Introduction – Acute cholecystitis (AC) is one of the most common reasons for emergency admission to general surgical services. Ultrasound (US) is the mainstay of biliary tract imaging, but there have been few recent studies that test its ability to diagnose AC. The objective of this study was to determine how well an US diagnosis of AC correlates with intraoperative diagnosis. It is hypothesized that US under calls the frequency and severity of AC in the emergency setting leading to unexpected findings in the operating room.
Methods & Procedures – This retrospective review included all patients admitted to the acute care surgical service of a tertiary hospital in 2011 with suspected biliary pathology who underwent a diagnostic US and subsequent cholecystectomy. Major US indicators used to diagnose AC included cholelithiasis, wall thickening (>3mm), and a positive sonographic Murphy’s sign. Minor indicators included pericholecystic fluid and distension. The sensitivity (sen), specificity (spec), positive predictive value (PPV), and negative predictive value (NPV) of US were determined using the intraoperative diagnosis as the gold standard. Further analysis identified which US indicators were most predictive of an intraoperative diagnosis of AC. A logistic regression model was used to analyze the effect of age, gender, BMI, and diabetes on US reliability.
Results – Of the 288 patients receiving an US for biliary symptoms, 152 were definitively diagnosed with AC and 143 (94%) of these patients underwent emergency surgery (median time to OR = 23.03 hours).
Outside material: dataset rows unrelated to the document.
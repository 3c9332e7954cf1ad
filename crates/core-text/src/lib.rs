//! Rope-backed editable content addressed in UTF-16 code units.
//!
//! `Buffer` is the only owner of field content. Every mutation goes through
//! `insert*`, `delete_range` or `set_all`; none of them touch selection state,
//! callers re-validate their offsets after each change.
//!
//! Offsets are UTF-16 code units. An offset falling inside a surrogate pair is
//! snapped down to the start of that pair before splicing.

use ropey::Rope;
use tracing::trace;
use unicode_segmentation::UnicodeSegmentation;

pub mod cluster;
pub mod error;
pub mod filter;
pub mod segment;

pub use cluster::{
    Direction, cluster_len, expand_to_clusters, snap_to_cluster, step_clusters, utf16_len,
};
pub use error::{EditError, EditResult};
pub use filter::{FilterMode, InputFilter, InputType};

/// Half-open code-unit range `[start, end)`.
#[derive(Debug, Clone, Copy, PartialEq, Eq, Default, Hash)]
pub struct TextRange {
    pub start: usize,
    pub end: usize,
}

impl TextRange {
    /// Range spanning `a` and `b` in either order.
    pub fn new(a: usize, b: usize) -> Self {
        Self {
            start: a.min(b),
            end: a.max(b),
        }
    }

    pub fn caret(at: usize) -> Self {
        Self { start: at, end: at }
    }

    pub fn is_empty(&self) -> bool {
        self.start == self.end
    }

    pub fn len(&self) -> usize {
        self.end - self.start
    }

    pub fn clamp_to(&mut self, len: usize) {
        self.start = self.start.min(len);
        self.end = self.end.min(len);
    }

    pub fn contains_range(&self, other: &TextRange) -> bool {
        self.start <= other.start && other.end <= self.end
    }

    /// True when the ranges share at least one code unit, or when an empty
    /// range sits strictly inside the other.
    pub fn overlaps(&self, other: &TextRange) -> bool {
        if self.is_empty() || other.is_empty() {
            let (e, r) = if self.is_empty() { (self, other) } else { (other, self) };
            return r.start < e.start && e.start < r.end;
        }
        self.start < other.end && other.start < self.end
    }
}

/// Admission rules applied to inserted text.
#[derive(Debug, Clone, Default)]
pub struct ContentPolicy {
    /// Upper bound in code units.
    pub max_length: Option<usize>,
    pub input_type: InputType,
    pub filter: Option<InputFilter>,
}

impl ContentPolicy {
    fn admits(&self, cluster: &str) -> bool {
        self.input_type.admits(cluster)
            && self.filter.as_ref().is_none_or(|f| f.admits(cluster))
    }
}

/// Text after filtering and max-length truncation.
#[derive(Debug, Clone, PartialEq, Eq, Default)]
pub struct Sanitized {
    pub text: String,
    /// Clusters removed by the filters or by the single-occurrence rule.
    pub dropped: usize,
    /// True when max length cut the tail.
    pub truncated: bool,
}

impl Sanitized {
    /// The filters removed a non-empty payload entirely.
    pub fn is_filtered_empty(&self) -> bool {
        self.text.is_empty() && self.dropped > 0
    }
}

/// Code-unit span occupied by freshly inserted text.
#[derive(Debug, Clone, Copy, PartialEq, Eq)]
pub struct Inserted {
    pub start: usize,
    pub end: usize,
}

#[derive(Debug, Clone)]
pub struct Buffer {
    rope: Rope,
    policy: ContentPolicy,
}

impl Default for Buffer {
    fn default() -> Self {
        Self::new(ContentPolicy::default())
    }
}

impl Buffer {
    pub fn new(policy: ContentPolicy) -> Self {
        Self {
            rope: Rope::new(),
            policy,
        }
    }

    /// Buffer holding `content` after the policy has been applied to it.
    pub fn with_text(content: &str, policy: ContentPolicy) -> Self {
        let mut buf = Self::new(policy);
        buf.set_all(content);
        buf
    }

    pub fn policy(&self) -> &ContentPolicy {
        &self.policy
    }

    pub fn len_utf16(&self) -> usize {
        self.rope.len_utf16_cu()
    }

    pub fn is_empty(&self) -> bool {
        self.rope.len_chars() == 0
    }

    pub fn text(&self) -> String {
        self.rope.to_string()
    }

    pub fn units(&self) -> Vec<u16> {
        self.rope
            .chars()
            .flat_map(|c| {
                let mut buf = [0u16; 2];
                let n = c.encode_utf16(&mut buf).len();
                buf.into_iter().take(n)
            })
            .collect()
    }

    /// Free capacity once `replaced` code units have been removed.
    pub fn remaining_capacity(&self, replaced: usize) -> Option<usize> {
        self.policy
            .max_length
            .map(|max| max.saturating_sub(self.len_utf16().saturating_sub(replaced)))
    }

    fn snap(&self, offset: usize) -> usize {
        self.rope.char_to_utf16_cu(self.rope.utf16_cu_to_char(offset))
    }

    fn check_range(&self, start: usize, end: usize) -> EditResult<()> {
        let len = self.len_utf16();
        if start > end || end > len {
            return Err(EditError::invalid_range(start, end, len));
        }
        Ok(())
    }

    /// Copy of the code units in `[start, end)`.
    pub fn slice(&self, start: usize, end: usize) -> EditResult<String> {
        self.check_range(start, end)?;
        let s = self.rope.utf16_cu_to_char(self.snap(start));
        let e = self.rope.utf16_cu_to_char(self.snap(end));
        Ok(self.rope.slice(s..e).to_string())
    }

    /// Apply filters and max length to `text`, assuming `replaced` code units
    /// of existing content are removed by the same edit.
    ///
    /// Repeats of the input type's single-occurrence character are dropped
    /// here so they never use up capacity. With `replaced > 0` the removed
    /// text is unknown, so an occurrence already in the content is only
    /// collapsed after the splice.
    pub fn sanitize(&self, text: &str, replaced: usize) -> Sanitized {
        let capacity = self.remaining_capacity(replaced);
        let single = self.policy.input_type.collapse_char();
        let mut seen = replaced == 0
            && single.is_some_and(|ch| self.rope.chars().any(|c| c == ch));
        let mut out = Sanitized::default();
        let mut used = 0usize;
        for g in text.graphemes(true) {
            if !self.policy.admits(g) {
                out.dropped += 1;
                continue;
            }
            if let Some(ch) = single
                && g.starts_with(ch)
                && g.chars().count() == 1
            {
                if seen {
                    out.dropped += 1;
                    continue;
                }
                seen = true;
            }
            let w = utf16_len(g);
            if capacity.is_some_and(|cap| used + w > cap) {
                out.truncated = true;
                break;
            }
            used += w;
            out.text.push_str(g);
        }
        out
    }

    /// Filter, truncate and splice `text` at `offset`. Returns the caret
    /// offset after the inserted text.
    pub fn insert(&mut self, offset: usize, text: &str) -> EditResult<usize> {
        let sanitized = self.sanitize(text, 0);
        self.insert_sanitized(offset, &sanitized.text).map(|ins| ins.end)
    }

    /// Splice already-sanitized text. Max length is still enforced at a
    /// cluster boundary; the single-occurrence normalization of the input
    /// type runs afterwards.
    pub fn insert_sanitized(&mut self, offset: usize, text: &str) -> EditResult<Inserted> {
        self.check_range(offset, offset)?;
        let offset = self.snap(offset);
        let text = match self.remaining_capacity(0) {
            Some(cap) => cluster::truncate_to_units(text, cap),
            None => text,
        };
        let char_idx = self.rope.utf16_cu_to_char(offset);
        self.rope.insert(char_idx, text);
        let mut inserted = Inserted {
            start: offset,
            end: offset + utf16_len(text),
        };
        if let Some(ch) = self.policy.input_type.collapse_char() {
            self.collapse_repeated(ch, &mut inserted);
        }
        trace!(
            target: "text.buffer",
            op = "insert",
            offset,
            inserted = inserted.end - inserted.start,
            len = self.len_utf16(),
            "splice"
        );
        Ok(inserted)
    }

    /// Remove `[start, end)` and return the removed text.
    pub fn delete_range(&mut self, start: usize, end: usize) -> EditResult<String> {
        self.check_range(start, end)?;
        let s = self.rope.utf16_cu_to_char(self.snap(start));
        let e = self.rope.utf16_cu_to_char(self.snap(end));
        let removed = self.rope.slice(s..e).to_string();
        self.rope.remove(s..e);
        trace!(target: "text.buffer", op = "delete", start, end, len = self.len_utf16(), "splice");
        Ok(removed)
    }

    /// Replace the entire content. Returns the new length.
    pub fn set_all(&mut self, text: &str) -> usize {
        self.rope = Rope::new();
        let sanitized = self.sanitize(text, 0);
        self.rope.insert(0, &sanitized.text);
        if let Some(ch) = self.policy.input_type.collapse_char() {
            let mut span = Inserted { start: 0, end: 0 };
            self.collapse_repeated(ch, &mut span);
        }
        trace!(
            target: "text.buffer",
            op = "set_all",
            len = self.len_utf16(),
            dropped = sanitized.dropped,
            "replace"
        );
        self.len_utf16()
    }

    // Keep the first occurrence of `ch`, drop the rest, shifting `span` for
    // every removal in front of it.
    fn collapse_repeated(&mut self, ch: char, span: &mut Inserted) {
        let positions: Vec<usize> = self
            .rope
            .chars()
            .enumerate()
            .filter(|(_, c)| *c == ch)
            .map(|(i, _)| i)
            .collect();
        if positions.len() <= 1 {
            return;
        }
        for &ci in positions[1..].iter().rev() {
            let unit = self.rope.char_to_utf16_cu(ci);
            self.rope.remove(ci..ci + 1);
            let w = ch.len_utf16();
            if unit < span.start {
                span.start -= w;
            }
            if unit < span.end {
                span.end -= w;
            }
        }
        trace!(target: "text.buffer", op = "collapse", removed = positions.len() - 1, "normalize");
    }
}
The ability of US to predict intraoperative findings is summarized in Table 1. The individual US indicators most predictive of AC are summarized in Table 2.
For the 102 patients with other biliary pathology who underwent cholecystectomy, there were 49 with intraoperative findings suggestive of AC (false negative rate of 48.04%). The logistic regression model showed that selected patient demographics had no significant effect on the accuracy of ultrasound diagnosis (BMI: p = 0.2403, age: p = 0.4149, gender: p = 0.6702, diabetes: p = .9407).
Conclusions – US is highly sensitive and specific for diagnosing AC. The poor NPV, however, confirms our hypothesis that US can under call AC. If an US impression of AC is not given, the presence of cholelithiasis, wall thickening and a sonographic Murphy’s sign are most predictive of AC. BMI, age, gender, and diabetes had no effect on the ability of US to correctly diagnose AC.